Every line of the entries with the word "ContactCore" in it should be shown.

## Dataset entries
■ ■ ■

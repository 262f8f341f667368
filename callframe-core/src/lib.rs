//! Core types for callframe
//!
//! This crate is the engine of a desktop VoIP client: independent
//! backends (SIP/H.323 account managers, address-book connectors,
//! presence stacks) register dynamically appearing and disappearing
//! domain objects into typed collections, and arbitrary front-ends
//! watch those collections and the objects' runtime actions without
//! compile-time coupling to any backend.
//!
//! # Core Concepts
//!
//! - **Signal**: synchronous multicast notification point
//! - **LiveObject**: the lifecycle surface (`removed`, `updated`,
//!   `questions`) of everything a collection can hold
//! - **ObjectStore**: generic keyed collection with idempotent add,
//!   convergent removal and leak-free subscription teardown
//! - **Actor / Action**: discoverable, enable/disable-able units of
//!   behavior a front-end renders as menus and buttons
//! - **Cores**: process-wide aggregation points (accounts, address
//!   books, presence) re-publishing child events scoped to their owner
//!
//! # Basic Example
//!
//! ```ignore
//! use callframe_core::prelude::*;
//!
//! let bank = Rc::new(BankImpl::new("sip"));
//! let core = AccountCore::new();
//! core.add_bank(bank.clone());
//!
//! core.account_added().connect(|(bank, account)| {
//!     println!("{} appeared in {}", account.name(), bank.name());
//! });
//!
//! bank.add_account(my_backend_account);
//! ```
//!
//! # Threading
//!
//! The whole engine is single-threaded and synchronous: every mutation
//! happens inside the notification call that triggered it, with the
//! ordering guarantees documented on [`store::ObjectStore`]. Backends
//! running on their own threads re-enter the engine context through
//! [`bridge::Dispatcher`].

pub mod account;
pub mod action;
pub mod actor;
pub mod addressbook;
pub mod bridge;
pub mod connections;
pub mod data_action;
pub mod lister;
pub mod live;
pub mod presence;
pub mod signal;
pub mod snapshot;
pub mod store;
pub mod testing;

// Foundation exports
pub use connections::ConnectionSet;
pub use live::{LiveCell, LiveObject, Question};
pub use signal::{Connection, Signal};

// Collection exports
pub use lister::{Disposable, Dispose, Lister, ReleasePolicy, Retain};
pub use store::ObjectStore;

// Action exports
pub use action::Action;
pub use actor::Actor;
pub use data_action::DataAction;

// Domain exports
pub use account::{Account, AccountCore, Bank, BankImpl};
pub use addressbook::{Book, BookImpl, Contact, ContactAction, ContactCore, Source, SourceImpl};
pub use presence::{Cluster, ClusterImpl, Heap, HeapImpl, Presentity, PresenceCore};

// Bridge exports
pub use bridge::{channel, DispatchError, Dispatcher, EnginePump};

// Snapshot exports
pub use snapshot::{ActionSnapshot, ActorSnapshot, StoreSnapshot};

// Testing exports
pub use testing::{SignalRecorder, StubObject};

/// Prelude module for convenient imports
pub mod prelude {
    pub use crate::account::{Account, AccountCore, Bank, BankImpl};
    pub use crate::action::Action;
    pub use crate::actor::Actor;
    pub use crate::addressbook::{
        Book, BookImpl, Contact, ContactAction, ContactCore, Source, SourceImpl,
    };
    pub use crate::bridge::{channel, DispatchError, Dispatcher, EnginePump};
    pub use crate::connections::ConnectionSet;
    pub use crate::data_action::DataAction;
    pub use crate::lister::{Disposable, Dispose, Lister, ReleasePolicy, Retain};
    pub use crate::live::{LiveCell, LiveObject, Question};
    pub use crate::presence::{Cluster, ClusterImpl, Heap, HeapImpl, Presentity, PresenceCore};
    pub use crate::signal::{Connection, Signal};
    pub use crate::snapshot::{ActionSnapshot, ActorSnapshot, StoreSnapshot};
    pub use crate::store::ObjectStore;
}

■ ■ ■

## Result of the task
pub use addressbook::{Book, BookImpl, Contact, ContactAction, ContactCore, Source, SourceImpl};
        Book, BookImpl, Contact, ContactAction, ContactCore, Source, SourceImpl,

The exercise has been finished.